Using the listing below, report all lines holding the word "ContractViolation".
⁂
//! # Retry Policy
//!
//! Shared failure classification for the stream and data stages.
//!
//! | Error | Unit | Run |
//! |-------|------|-----|
//! | `RateLimit` | reset to PENDING, retries untouched | DELAYED until `now + reset`, unless already stopped |
//! | `Failed`, budget left | ERROR then DELAYED `(retries + 1) * step` | untouched |
//! | `Failed`, budget spent | ERROR | ERROR (streams only) |
//! | `Callback`, `ContractViolation` | ERROR, no retry | untouched |
//!
//! Webhook-scoped units have no run: a rate limit delays the unit itself and an
//! exhausted stream marks its webhook ERROR.
//!
//! The reset reported by a processor is clamped to `[0, max_pause]`.

use super::processor::ProcessorError;
use crate::config::WorkerConfig;
use crate::constants::{locations, system};
use crate::database::StreamStore;
use crate::error::{IntegrationStreamError, Result};
use crate::models::{StreamScope, StructuredError};
use chrono::{DateTime, Duration, Utc};
use serde_json::json;
use tracing::{info, warn};
use uuid::Uuid;

#[derive(Debug, Clone, Copy, PartialEq, Eq)]
pub enum UnitKind {
    Stream,
    Data,
}

/// The unit a failed invocation was working on, as loaded before invocation
#[derive(Debug, Clone, Copy, PartialEq, Eq)]
pub struct FailedUnit {
    pub kind: UnitKind,
    pub id: Uuid,
    pub scope: StreamScope,
    /// Retry count before this failure
    pub retries: i32,
}

#[derive(Debug, Clone, PartialEq)]
pub enum FailureOutcome {
    RateLimited { until: DateTime<Utc> },
    RetryScheduled { retries: i32, until: DateTime<Utc> },
    RetriesExhausted { retries: i32, run_stopped: bool },
    UnitFailed,
}

#[derive(Debug, Clone, Copy, PartialEq, Eq)]
pub struct RetryPolicy {
    max_retries: i32,
    backoff_step: Duration,
    max_pause: Duration,
}

impl RetryPolicy {
    pub fn new(max_retries: i32, backoff_step: Duration) -> Self {
        Self {
            max_retries,
            backoff_step,
            max_pause: Duration::seconds(system::MAX_RATE_LIMIT_PAUSE_SECONDS),
        }
    }

    pub fn with_max_pause(mut self, max_pause: Duration) -> Self {
        self.max_pause = max_pause;
        self
    }

    pub fn from_config(config: &WorkerConfig) -> Self {
        Self::new(config.max_stream_retries, config.retry_backoff_step())
            .with_max_pause(config.max_rate_limit_pause())
    }

    pub fn max_retries(&self) -> i32 {
        self.max_retries
    }

    /// Linear backoff for a unit that had `retries` prior failures
    pub fn backoff_delay(&self, retries: i32) -> Duration {
        self.backoff_step * (retries.max(0) + 1)
    }

    pub fn should_retry(&self, retries: i32) -> bool {
        retries + 1 <= self.max_retries
    }

    /// When a rate-limited unit (or its run) may resume
    pub fn rate_limit_until(&self, reset_seconds: i64) -> Result<DateTime<Utc>> {
        let pause = match Duration::try_seconds(reset_seconds.max(0)) {
            Some(pause) if pause <= self.max_pause => pause,
            _ => {
                warn!(
                    reset_seconds,
                    max_pause_seconds = self.max_pause.num_seconds(),
                    "Rate limit reset exceeds the maximum pause, clamping"
                );
                self.max_pause
            }
        };

        Utc::now().checked_add_signed(pause).ok_or_else(|| {
            IntegrationStreamError::ValidationError(format!(
                "rate limit pause of {}s is out of range",
                pause.num_seconds()
            ))
        })
    }

    /// Persist the consequences of a failed invocation
    pub async fn apply(
        &self,
        store: &dyn StreamStore,
        unit: &FailedUnit,
        err: &ProcessorError,
        location: &str,
        message: &str,
        metadata: Option<serde_json::Value>,
    ) -> Result<FailureOutcome> {
        match err {
            ProcessorError::RateLimit { reset_seconds } => {
                self.pause_for_rate_limit(store, unit, *reset_seconds).await
            }
            ProcessorError::Callback { .. } | ProcessorError::ContractViolation { .. } => {
                let structured = err.to_structured(location, message, metadata);
                mark_unit_error(store, unit, &structured).await?;
                Ok(FailureOutcome::UnitFailed)
            }
            ProcessorError::Failed { .. } => {
                let structured = err.to_structured(location, message, metadata);
                mark_unit_error(store, unit, &structured).await?;
                self.schedule_retry(store, unit).await
            }
        }
    }

    async fn pause_for_rate_limit(
        &self,
        store: &dyn StreamStore,
        unit: &FailedUnit,
        reset_seconds: i64,
    ) -> Result<FailureOutcome> {
        let until = self.rate_limit_until(reset_seconds)?;

        match unit.scope {
            StreamScope::Run { run_id } => {
                warn!(
                    unit_id = %unit.id,
                    run_id = %run_id,
                    reset_seconds,
                    "Rate limited, delaying run"
                );
                match unit.kind {
                    UnitKind::Stream => store.reset_stream(unit.id).await?,
                    UnitKind::Data => store.reset_data(unit.id).await?,
                }
                if !store.delay_run(run_id, until).await? {
                    info!(run_id = %run_id, "Run already stopped, not delaying it");
                }
            }
            StreamScope::Webhook { webhook_id } => {
                warn!(
                    unit_id = %unit.id,
                    webhook_id = %webhook_id,
                    reset_seconds,
                    "Rate limited, delaying unit"
                );
                match unit.kind {
                    UnitKind::Stream => store.delay_stream(unit.id, until).await?,
                    UnitKind::Data => store.delay_data(unit.id, until).await?,
                }
            }
        }

        Ok(FailureOutcome::RateLimited { until })
    }

    async fn schedule_retry(
        &self,
        store: &dyn StreamStore,
        unit: &FailedUnit,
    ) -> Result<FailureOutcome> {
        let retries = unit.retries + 1;

        if self.should_retry(unit.retries) {
            let until = Utc::now() + self.backoff_delay(unit.retries);
            match unit.kind {
                UnitKind::Stream => store.delay_stream(unit.id, until).await?,
                UnitKind::Data => store.delay_data(unit.id, until).await?,
            }
            info!(unit_id = %unit.id, retries, until = %until, "Retry scheduled");
            return Ok(FailureOutcome::RetryScheduled { retries, until });
        }

        let run_stopped = match (unit.kind, unit.scope) {
            (UnitKind::Stream, StreamScope::Run { run_id }) => {
                let structured =
                    StructuredError::new(locations::STREAM_RUN_STOP, "Stream reached maximum retries!")
                        .with_metadata(Some(json!({
                            "retries": retries,
                            "maxRetries": self.max_retries,
                        })));
                store.mark_run_error(run_id, &structured).await?;
                warn!(unit_id = %unit.id, run_id = %run_id, retries, "Stream reached maximum retries, run stopped");
                true
            }
            (UnitKind::Stream, StreamScope::Webhook { webhook_id }) => {
                let structured =
                    StructuredError::new(locations::STREAM_RUN_STOP, "Stream reached maximum retries!")
                        .with_metadata(Some(json!({
                            "retries": retries,
                            "maxRetries": self.max_retries,
                        })));
                store.mark_webhook_error(webhook_id, &structured).await?;
                warn!(unit_id = %unit.id, webhook_id = %webhook_id, retries, "Webhook stream reached maximum retries");
                false
            }
            (UnitKind::Data, _) => {
                warn!(unit_id = %unit.id, retries, "Data unit reached maximum retries");
                false
            }
        };

        Ok(FailureOutcome::RetriesExhausted {
            retries,
            run_stopped,
        })
    }
}

async fn mark_unit_error(
    store: &dyn StreamStore,
    unit: &FailedUnit,
    structured: &StructuredError,
) -> Result<()> {
    match unit.kind {
        UnitKind::Stream => store.mark_stream_error(unit.id, structured).await,
        UnitKind::Data => store.mark_data_error(unit.id, structured).await,
    }
}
⁂
▶ [Your solution]:
//! | `Callback`, `ContractViolation` | ERROR, no retry | untouched |
            ProcessorError::Callback { .. } | ProcessorError::ContractViolation { .. } => {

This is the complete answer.